Régis Labeaume Régis Labeaume   © PC/Jacques Boissinot

En 1995, la ville de Québec a connu les moments les plus sombres de son histoire sportive : le rejet de sa candidature olympique au profit de Salt Lake City et le départ de ses Nordiques adorés pour le Colorado.

Mais, plutôt que de s'écraser, la capitale québécoise n'a cessé d'accroître sa présence internationale. Elle a accueilli les Championnats du monde de hockey en 2008. De plus, elle organise des épreuves annuelles de Coupe du monde de vélo de montagne et de surf des neiges.

Quelques semaines après la tenue de la finale des Grands Prix de patinage artistique et quelques mois avant la présentation d'une épreuve de Coupe du monde de ski de fond, l'émission Culture physique est allée se remplir les poumons de l'air sportif québécois.

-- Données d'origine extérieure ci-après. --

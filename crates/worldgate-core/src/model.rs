//! Persisted entities: users, their platform identities, synchronised game
//! accounts, credentials, bans and temporary world grants.

use chrono::{DateTime, Utc};
use serde::{Deserialize, Serialize};
use uuid::Uuid;

use crate::{status::Status, world::WorldId};

/// Identifier of an external platform (a chat service, a forum, ...).
pub type PlatformId = i32;

// ─── Identity ────────────────────────────────────────────────────────────────

/// The internal identity that owns accounts, bans and grants.
#[derive(Debug, Clone, PartialEq, Eq, Serialize, Deserialize)]
pub struct User {
  pub user_id:    Uuid,
  pub created_at: DateTime<Utc>,
}

/// One external platform identity bound to a [`User`].
///
/// `(platform_id, platform_user_id)` is unique. At most one link per
/// `(user_id, platform_id)` is primary.
#[derive(Debug, Clone, PartialEq, Eq, Serialize, Deserialize)]
pub struct PlatformLink {
  pub platform_id:      PlatformId,
  pub platform_user_id: String,
  pub user_id:          Uuid,
  pub primary:          bool,
  pub linked_at:        DateTime<Utc>,
}

// ─── Accounts and credentials ────────────────────────────────────────────────

/// A synchronised snapshot of one remote game account.
#[derive(Debug, Clone, PartialEq, Serialize, Deserialize)]
pub struct Account {
  pub account_id:   String,
  pub user_id:      Uuid,
  pub name:         String,
  pub world:        WorldId,
  /// Seconds played across the account.
  pub age_secs:     i64,
  pub access:       Vec<String>,
  pub commander:    bool,
  pub wvw_rank:     i32,
  pub wvw_team_id:  Option<i32>,
  pub wvw_guild_id: Option<String>,
  pub guilds:       Vec<String>,
  pub created:      Option<DateTime<Utc>>,
  /// When this snapshot was last written.
  pub synced_at:    DateTime<Utc>,
  /// Most recent successful sync across every credential of this account.
  /// Filled in by the store on read.
  #[serde(default)]
  pub last_credential_success: Option<DateTime<Utc>>,
  /// Derived on read from the freshness window; never persisted.
  #[serde(default)]
  pub expired:      bool,
}

impl Account {
  /// Paid expansions are not owned; only the free base game is.
  pub fn is_free_to_play(&self) -> bool {
    is_free_to_play(&self.access)
  }
}

pub fn is_free_to_play(access: &[String]) -> bool {
  let has = |tag: &str| access.iter().any(|a| a == tag);
  has("PlayForFree") && !has("GuildWars2")
}

/// An API key and its metadata. Many credentials may point at one account.
#[derive(Debug, Clone, PartialEq, Eq, Serialize, Deserialize)]
pub struct TokenInfo {
  pub token_id:     String,
  /// Unknown until the first successful token-info fetch.
  pub account_id:   Option<String>,
  #[serde(default, skip_serializing)]
  pub api_key:      String,
  pub name:         String,
  pub permissions:  Vec<String>,
  pub last_attempt: Option<DateTime<Utc>>,
  pub last_success: Option<DateTime<Utc>>,
}

impl TokenInfo {
  pub fn has_permission(&self, permission: &str) -> bool {
    self.permissions.iter().any(|p| p == permission)
  }

  /// Whether the credential is still considered working.
  ///
  /// A credential that has never succeeded is live until proven otherwise.
  /// Otherwise its last success must lie within `window` of its last attempt.
  pub fn is_live(&self, window: chrono::Duration) -> bool {
    match (self.last_success, self.last_attempt) {
      (None, _) => true,
      (Some(_), None) => true,
      (Some(success), Some(attempt)) => attempt
        .checked_sub_signed(window)
        .is_none_or(|floor| success >= floor),
    }
  }
}

// ─── Sanctions and grants ────────────────────────────────────────────────────

#[derive(Debug, Clone, PartialEq, Eq, Serialize, Deserialize)]
pub struct Ban {
  pub ban_id:     Uuid,
  pub user_id:    Uuid,
  pub reason:     String,
  pub until:      DateTime<Utc>,
  pub created_at: DateTime<Utc>,
}

impl Ban {
  pub fn is_active(&self, now: DateTime<Utc>) -> bool { self.until > now }
}

/// A time-boxed world assignment independent of any game account.
#[derive(Debug, Clone, PartialEq, Eq, Serialize, Deserialize)]
pub struct EphemeralAssociation {
  pub association_id: Uuid,
  pub user_id:        Uuid,
  pub world:          WorldId,
  pub until:          DateTime<Utc>,
  pub created_at:     DateTime<Utc>,
}

impl EphemeralAssociation {
  pub fn is_active(&self, now: DateTime<Utc>) -> bool { now < self.until }
}

// ─── Aggregates ──────────────────────────────────────────────────────────────

/// Everything known about a user, assembled on read.
///
/// This is the snapshot the resolver evaluates and the emitter diffs.
#[derive(Debug, Clone, PartialEq, Serialize, Deserialize)]
pub struct UserView {
  pub user:                   User,
  pub platform_links:         Vec<PlatformLink>,
  pub accounts:               Vec<Account>,
  pub bans:                   Vec<Ban>,
  pub ephemeral_associations: Vec<EphemeralAssociation>,
}

impl UserView {
  pub fn new(user: User) -> Self {
    Self {
      user,
      platform_links: Vec::new(),
      accounts: Vec::new(),
      bans: Vec::new(),
      ephemeral_associations: Vec::new(),
    }
  }

  pub fn user_id(&self) -> Uuid { self.user.user_id }

  /// The active ban with the furthest expiry, if any.
  pub fn active_ban(&self, now: DateTime<Utc>) -> Option<&Ban> {
    self
      .bans
      .iter()
      .filter(|b| b.is_active(now))
      .max_by_key(|b| b.until)
  }

  /// The user's identity on `platform_id`, preferring the primary link.
  pub fn link_on(&self, platform_id: PlatformId) -> Option<&PlatformLink> {
    self
      .platform_links
      .iter()
      .filter(|l| l.platform_id == platform_id)
      .max_by_key(|l| l.primary)
  }

  pub fn active_ephemerals(
    &self,
    now: DateTime<Utc>,
  ) -> impl Iterator<Item = &EphemeralAssociation> + '_ {
    self
      .ephemeral_associations
      .iter()
      .filter(move |e| e.is_active(now))
  }
}

/// A personalised status change delivered to a status subscriber.
#[derive(Debug, Clone, PartialEq, Serialize, Deserialize)]
pub struct VerificationUpdate {
  pub user_id:       Uuid,
  pub status:        Status,
  pub ban:           Option<Ban>,
  /// The user's identity on the subscriber's platform, when scoped.
  pub platform_link: Option<PlatformLink>,
}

Et, qui dit Québec, dit Régis Labeaume.

Le journaliste Robert Frosi l'a rencontré et lui a demandé d'où venaient les succès sportifs de sa ville.

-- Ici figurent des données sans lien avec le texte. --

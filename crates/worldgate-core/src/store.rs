//! The `VerifyStore` trait and supporting input types.
//!
//! The trait is implemented by storage backends (e.g.
//! `worldgate-store-sqlite`). The runtime services in `worldgate-verify`
//! depend on this abstraction, not on any concrete backend.

use std::future::Future;

use chrono::{DateTime, Duration, Utc};
use uuid::Uuid;

use crate::{
  model::{
    Account, Ban, EphemeralAssociation, PlatformId, PlatformLink, TokenInfo,
    User, UserView,
  },
  world::WorldId,
};

// ─── Input types ─────────────────────────────────────────────────────────────

/// Everything written when a user links a new API key.
#[derive(Debug, Clone)]
pub struct NewApiKey {
  pub platform_id:      PlatformId,
  pub platform_user_id: String,
  pub primary:          bool,
  /// `user_id` is ignored; the account is owned by the platform identity's
  /// user, created if necessary.
  pub account:          Account,
  pub token:            TokenInfo,
}

/// Parameters for [`VerifyStore::find_stale_token`].
#[derive(Debug, Clone, Copy)]
pub struct StaleQuery {
  /// A credential is live while its last success lies within this window of
  /// its last attempt.
  pub freshness: Duration,
  /// Dead credentials become due once more after this long, so they are
  /// either revived or purged. `None` parks them forever.
  pub retention: Option<Duration>,
  pub now:       DateTime<Utc>,
}

// ─── Trait ───────────────────────────────────────────────────────────────────

/// Abstraction over the verification store backend.
///
/// Methods that touch more than one table run in a single transaction: a
/// failure leaves no partial write observable.
pub trait VerifyStore: Send + Sync {
  type Error: std::error::Error + Send + Sync + 'static;

  // ── Users and platform identities ─────────────────────────────────────

  /// Get or create the user behind a platform identity.
  ///
  /// When `primary` is set, any prior primary link of that user on the same
  /// platform is removed before the link is upserted.
  fn link_platform_user(
    &self,
    platform_id: PlatformId,
    platform_user_id: String,
    primary: bool,
  ) -> impl Future<Output = Result<User, Self::Error>> + Send + '_;

  fn get_platform_link(
    &self,
    platform_id: PlatformId,
    platform_user_id: String,
  ) -> impl Future<Output = Result<Option<PlatformLink>, Self::Error>> + Send + '_;

  /// Assemble the full [`UserView`]. Returns `None` if the user does not
  /// exist. The derived `expired` flag of each account is left unset.
  fn get_user(
    &self,
    user_id: Uuid,
  ) -> impl Future<Output = Result<Option<UserView>, Self::Error>> + Send + '_;

  /// [`get_user`](Self::get_user) by platform identity.
  fn get_platform_user(
    &self,
    platform_id: PlatformId,
    platform_user_id: String,
  ) -> impl Future<Output = Result<Option<UserView>, Self::Error>> + Send + '_;

  // ── Credentials ───────────────────────────────────────────────────────

  /// Link a platform identity, upsert its account and upsert the credential,
  /// all in one transaction. Returns the owning user.
  fn save_api_key(
    &self,
    input: NewApiKey,
  ) -> impl Future<Output = Result<User, Self::Error>> + Send + '_;

  /// The credential most in need of a sync among the live ones and the dead
  /// ones past retention: never-attempted first, then the oldest last
  /// attempt. `None` if there is none.
  fn find_stale_token(
    &self,
    query: StaleQuery,
  ) -> impl Future<Output = Result<Option<TokenInfo>, Self::Error>> + Send + '_;

  /// Every credential of every account owned by `user_id`.
  fn user_tokens(
    &self,
    user_id: Uuid,
  ) -> impl Future<Output = Result<Vec<TokenInfo>, Self::Error>> + Send + '_;

  fn mark_token_attempt(
    &self,
    token_id: String,
    at: DateTime<Utc>,
  ) -> impl Future<Output = Result<(), Self::Error>> + Send + '_;

  fn mark_token_success(
    &self,
    token_id: String,
    at: DateTime<Utc>,
  ) -> impl Future<Output = Result<(), Self::Error>> + Send + '_;

  /// Overwrite the credential's account id, name and permissions.
  fn update_token_info(
    &self,
    token: TokenInfo,
  ) -> impl Future<Output = Result<(), Self::Error>> + Send + '_;

  /// Number of live credentials of `account_id` other than `excluding`.
  fn count_live_tokens(
    &self,
    account_id: String,
    freshness: Duration,
    excluding: String,
  ) -> impl Future<Output = Result<usize, Self::Error>> + Send + '_;

  /// Delete a credential and, when `account_id` is given, the account and
  /// its achievement counters. One transaction.
  fn purge_credential(
    &self,
    token_id: String,
    account_id: Option<String>,
  ) -> impl Future<Output = Result<(), Self::Error>> + Send + '_;

  // ── Accounts ──────────────────────────────────────────────────────────

  fn get_account(
    &self,
    account_id: String,
  ) -> impl Future<Output = Result<Option<Account>, Self::Error>> + Send + '_;

  /// Insert or replace an account snapshot.
  fn save_account(
    &self,
    account: Account,
  ) -> impl Future<Output = Result<(), Self::Error>> + Send + '_;

  /// Insert or update one progress counter.
  fn record_achievement(
    &self,
    account_id: String,
    achievement_id: i32,
    current: i64,
  ) -> impl Future<Output = Result<(), Self::Error>> + Send + '_;

  // ── Bans and temporary grants ─────────────────────────────────────────

  fn add_ban(
    &self,
    user_id: Uuid,
    reason: String,
    until: DateTime<Utc>,
  ) -> impl Future<Output = Result<Ban, Self::Error>> + Send + '_;

  /// Link the platform identity as primary and record a grant for its user,
  /// in one transaction.
  fn grant_ephemeral(
    &self,
    platform_id: PlatformId,
    platform_user_id: String,
    world: WorldId,
    until: DateTime<Utc>,
  ) -> impl Future<Output = Result<(User, EphemeralAssociation), Self::Error>>
  + Send
  + '_;
}
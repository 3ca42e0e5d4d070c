//! Server assembly for the verification service.
//!
//! Holds the configuration shape read from `config.toml` and wraps the API
//! router with request tracing. The binary in `main.rs` does the wiring.

use std::{path::PathBuf, sync::Arc};

use axum::Router;
use serde::Deserialize;
use tower_http::trace::TraceLayer;
use worldgate_core::{fetch::AccountFetcher, store::VerifyStore};
use worldgate_verify::{Services, VerifyConfig};

// ─── Configuration ────────────────────────────────────────────────────────────

/// Runtime server configuration, deserialised from `config.toml` and
/// `WORLDGATE__*` environment variables.
#[derive(Debug, Deserialize, Clone)]
#[serde(default)]
pub struct ServerConfig {
  pub host:        String,
  pub port:        u16,
  pub store_path:  PathBuf,
  /// Base URL of the game API.
  pub gw2_api_url: String,
  pub verify:      VerifyConfig,
}

impl Default for ServerConfig {
  fn default() -> Self {
    Self {
      host:        "127.0.0.1".into(),
      port:        8080,
      store_path:  PathBuf::from("worldgate.db"),
      gw2_api_url: worldgate_gw2api::DEFAULT_BASE_URL.into(),
      verify:      VerifyConfig::default(),
    }
  }
}

impl ServerConfig {
  pub fn address(&self) -> String { format!("{}:{}", self.host, self.port) }
}

// ─── Router ───────────────────────────────────────────────────────────────────

/// Build the HTTP application for `services`.
pub fn app<S, F>(services: Arc<Services<S, F>>) -> Router
where
  S: VerifyStore + 'static,
  F: AccountFetcher + 'static,
{
  worldgate_api::api_router(services).layer(TraceLayer::new_for_http())
}
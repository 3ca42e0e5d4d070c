//! Handlers for `/v1/worlds` endpoints.
//!
//! | Method | Path | Notes |
//! |--------|------|-------|
//! | `GET`  | `/v1/worlds/links` | 503 until the first matchup refresh |
//! | `GET`  | `/v1/worlds/:world/links` | 404 for unknown worlds |

use std::sync::Arc;

use axum::{
  Json,
  extract::{Path, State},
};
use worldgate_core::{
  fetch::AccountFetcher,
  store::VerifyStore,
  world::{WorldId, WorldLinkMap},
};
use worldgate_verify::Services;

use crate::error::ApiError;

/// `GET /v1/worlds/links`
pub async fn all<S, F>(
  State(services): State<Arc<Services<S, F>>>,
) -> Result<Json<WorldLinkMap>, ApiError>
where
  S: VerifyStore + 'static,
  F: AccountFetcher + 'static,
{
  let map = services
    .worlds
    .all()
    .map_err(worldgate_verify::Error::from)?;
  Ok(Json(WorldLinkMap::clone(&map)))
}

/// `GET /v1/worlds/:world/links`
pub async fn links<S, F>(
  State(services): State<Arc<Services<S, F>>>,
  Path(world): Path<WorldId>,
) -> Result<Json<Vec<WorldId>>, ApiError>
where
  S: VerifyStore + 'static,
  F: AccountFetcher + 'static,
{
  let links = services
    .worlds
    .links(world)
    .map_err(worldgate_verify::Error::from)?;
  Ok(Json(links))
}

« Québec est une des villes dont la moyenne d'âge est la plus élevée au pays. La jeunesse quittait Québec, et ça, c'est dramatique, » de dire le maire.

« Il fallait donner un coup de barre. Le coup de barre, j'ai toujours pensé qu'il devait passer par l'attrait. Et l'attrait, c'est le sport et la culture. »

« La beauté du sport, c'est que ça crée un phénomène d'émulation. C'est statistique. Vous avez une compétition sportive de haut niveau dans une ville et, dans les mois suivants, vous voyez l'inscription des jeunes dans cette discipline qui augmente dramatiquement. »

La ville de Québec a profité de la création d'Équipe-Québec en 2009, un organisme dont le mandat était notamment de « concevoir et d'élaborer un plan stratégique de développement du sport afin de convenir d'une vision régionale qui soit commune et unifiée ».

Le groupe a fait des efforts exceptionnels de réseautage dans le monde sportif international et les retombées se sont multipliées.Le maire Labeaume souligne que l'investissement est important.

« Il faut investir. Ce sont de gros montants d'argent qui sont investis là-dedans. Si on calcule l'impact de cela, ça ne se calcule pas en une année, mais bien sur une longueur de trois à cinq ans. D'ailleurs, plusieurs de ces événements, on les signe de trois à cinq ans. »

Du côté du sport amateur, un important dossier d'infrastructure reste sur la table du maire.

« Dans le domaine sportif, en termes d'infrastructures, la bataille, c'est l'anneau de glace. Je pense qu'il y a une injustice historique ici. »

« Dans l'est du pays, c'est-à-dire : Ontario, Québec et Maritimes, où sont 70 % des adeptes du patinage de vitesse, cette partie du pays mérite un anneau de glace important. »

Amphithéâtre et hockey

Impossible de faire un arrêt par Québec sans aborder le projet de l'amphithéâtre et du retour des Nordiques.

Le maire Labeaume parle d'un projet qu'il n'a pas le choix de réussir.

Comme plusieurs de ses concitoyens, il a tourné le dos à la LNH en 1995.

« Je ne regarde plus de match depuis que les Nordiques sont partis, je suis encore en deuil. Ça fait maintenant 16 ans. »

La première pelletée de terre de l'amphithéâtre n'est pas levée et aucune équipe n'a encore été accordée à son partenaire privé, mais le maire lance déjà quelques jabs au Canadien.

« Avec le propriétaire potentiel qu'on a, si on avait une équipe, il est sûr que ce serait l'équipe de la Ligue nationale qui aurait le plus de francophones, je n'en ai aucun doute. »

En terminant l'entrevue, Robert Frosi lui a donné rendez-vous pour le retour des confrontations entre les Nordiques et le Canadien.